SWallocation - CWR = ± SW (Eqn. 2) and
SWdelivery - CWR = ± SW (Eqn. 3),
SWallocation is an irrigation district’s surface water allocation, SWdelivery is an irrigation district’s surface water delivery, and CWR is an irrigation district’s crop water requirement. If Equation 2 or 3 results in surface water surplus, SWS, then it is assumed that an irrigation district is not reliant on groundwater to meet irrigation demands or CWR. Whereas, if Equation 2 or 3 results in surface water deficit, SWD, it is assumed that an irrigation district does not have enough surface water allocations or average surface water deliveries to meet irrigation demands and relies on groundwater to meet CWR amounts. Irrigation districts with surface water delivery of “no record” are assumed to receive no surface water delivery to facilitate calculating the surface water delivery surplus/deficit.

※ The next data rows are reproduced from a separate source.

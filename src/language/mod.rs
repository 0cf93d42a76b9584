mod profile;
mod registry;

pub use profile::{BlockPattern, PatternProfile};
pub use registry::ProfileRegistry;

#[cfg(test)]
#[path = "mod_tests.rs"]
mod tests;
use std::io::BufRead;
use std::ops::{Add, AddAssign};

use crate::language::PatternProfile;

use super::{BlockTracker, LineClass, LineClassifier};

/// Per-file line counts. `commented <= non_blank` always; blank lines touch
/// neither counter.
#[derive(Debug, Clone, Copy, Default, PartialEq, Eq)]
pub struct ScanCounters {
    pub non_blank: usize,
    pub commented: usize,
}

impl ScanCounters {
    #[must_use]
    pub const fn new() -> Self {
        Self {
            non_blank: 0,
            commented: 0,
        }
    }

    /// Fraction of non-blank lines that are commented, in `0.0..=1.0`.
    /// Zero for an empty file.
    #[must_use]
    pub fn density(&self) -> f64 {
        if self.non_blank == 0 {
            return 0.0;
        }
        #[allow(clippy::cast_precision_loss)]
        {
            self.commented as f64 / self.non_blank as f64
        }
    }
}

impl Add for ScanCounters {
    type Output = Self;

    fn add(self, rhs: Self) -> Self {
        Self {
            non_blank: self.non_blank + rhs.non_blank,
            commented: self.commented + rhs.commented,
        }
    }
}

impl AddAssign for ScanCounters {
    fn add_assign(&mut self, rhs: Self) {
        *self = *self + rhs;
    }
}

/// Drives line classification across one file in a single forward pass.
///
/// Holds one [`BlockTracker`] per block pattern of the profile plus the
/// running counters. Strictly online: each line's classification depends
/// only on the tracker states left by the previous line, so arbitrarily
/// large files stream through without buffering.
pub struct FileScanner<'a> {
    classifier: LineClassifier<'a>,
    trackers: Vec<BlockTracker>,
    counters: ScanCounters,
}

impl<'a> FileScanner<'a> {
    #[must_use]
    pub fn new(profile: &'a PatternProfile) -> Self {
        Self {
            classifier: LineClassifier::new(profile),
            trackers: profile
                .blocks()
                .iter()
                .map(|_| BlockTracker::new())
                .collect(),
            counters: ScanCounters::new(),
        }
    }

    /// Classify one line and fold it into the counters.
    pub fn push_line(&mut self, line: &str) -> LineClass {
        let class = self.classifier.classify(line, &mut self.trackers);
        match class {
            LineClass::Blank => {}
            LineClass::Code => self.counters.non_blank += 1,
            LineClass::Comment(_) => {
                self.counters.non_blank += 1;
                self.counters.commented += 1;
            }
        }
        class
    }

    /// Final counters. A tracker still inside a block at end of input is
    /// discarded, not an error; the lines it claimed stay counted.
    #[must_use]
    pub fn finish(self) -> ScanCounters {
        self.counters
    }
}

/// Scan an ordered line sequence against a profile.
pub fn classify_file<I, S>(lines: I, profile: &PatternProfile) -> ScanCounters
where
    I: IntoIterator<Item = S>,
    S: AsRef<str>,
{
    let mut scanner = FileScanner::new(profile);
    for line in lines {
        scanner.push_line(line.as_ref());
    }
    scanner.finish()
}

/// Scan lines from a buffered reader (streaming, memory-efficient for large
/// files).
///
/// # Errors
/// Returns an I/O error if reading from the reader fails.
pub fn classify_reader<R: BufRead>(
    reader: R,
    profile: &PatternProfile,
) -> std::io::Result<ScanCounters> {
    let mut scanner = FileScanner::new(profile);
    for line in reader.lines() {
        scanner.push_line(&line?);
    }
    Ok(scanner.finish())
}

#[cfg(test)]
#[path = "scan_tests.rs"]
mod tests;
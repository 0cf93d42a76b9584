use clap::Parser;

use comment_census::cli::Cli;
use comment_census::{CensusError, EXIT_CONFIG_ERROR, EXIT_RUNTIME_ERROR, commands};

fn main() {
    let cli = Cli::parse();

    let exit_code = match commands::run(&cli) {
        Ok(code) => code,
        Err(e) => {
            eprintln!("Error: {e}");
            if let Some(source) = std::error::Error::source(&e) {
                eprintln!("  caused by: {source}");
            }
            exit_code_for(&e)
        }
    };

    std::process::exit(exit_code);
}

fn exit_code_for(error: &CensusError) -> i32 {
    match error {
        CensusError::Config(_)
        | CensusError::InvalidPattern { .. }
        | CensusError::InvalidGlob { .. }
        | CensusError::TomlParse(_) => EXIT_CONFIG_ERROR,
        CensusError::FileRead { .. } | CensusError::Io(_) | CensusError::JsonSerialize(_) => {
            EXIT_RUNTIME_ERROR
        }
    }
}
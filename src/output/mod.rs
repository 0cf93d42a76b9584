mod json;
mod text;

pub use json::JsonFormatter;
pub use text::TextFormatter;

use crate::aggregate::{FileReport, RunTotals};
use crate::error::Result;

/// Trait for rendering scan results into an output format.
pub trait ReportFormatter {
    /// Format per-file reports and run totals into a string.
    ///
    /// # Errors
    /// Returns an error if the formatting fails.
    fn format(&self, reports: &[FileReport], totals: &RunTotals) -> Result<String>;
}

#[derive(Debug, Clone, Copy, PartialEq, Eq, Default)]
pub enum OutputFormat {
    #[default]
    Text,
    Json,
}

impl std::str::FromStr for OutputFormat {
    type Err = String;

    fn from_str(s: &str) -> std::result::Result<Self, Self::Err> {
        match s.to_lowercase().as_str() {
            "text" => Ok(Self::Text),
            "json" => Ok(Self::Json),
            _ => Err(format!("Unknown output format: {s}")),
        }
    }
}

#[cfg(test)]
#[path = "mod_tests.rs"]
mod tests;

Irrigation District and GDC Disadvantaged Community Comparison
The CalEnviroScreen 4.0 dataset (archive link) is obtained for the most recent environmental health hazard assessment (2018) from the California Office of Environmental Health Hazard Assessment (OEHHA) (California Office of Environmental Health Hazard Assessment, 2018), and the most up to date (2018) DAC census places boundaries were obtained from the Department of Water Resources (DWR) DAC Mapping Tool California Department of Water Resources, 2018). The CalEnviroScreen 4.0 dataset provides several indicators that reflect environmental conditions or poverty vulnerability for populations at the census tract level. The DAC census place boundaries provide the area, name, and location of DACs in California, reduced to the San Joaquin Valley floor (See shaded grey area in map, below) for this analysis. To assess environmental and poverty conditions in San Joaquin Valley's DACs, we combined the CalEnviroScreen 4.0 dataset with DAC census place centroids using Esri ArcGIS Pro software. We also used irrigation district boundaries to identify Groundwater Dependent Communities (GDCs) on the valley floor, which are areas not served by irrigation districts and are highly dependent on groundwater to meet domestic water needs. Descriptive statistics (e.g., mean, median) were used to compare the traits between DACS with GDCs and irrigation districts, and an unpaired two-sample Wilcoxon test comparing the mean of the variables between the two groups is used to derive the p-value (α=0.05).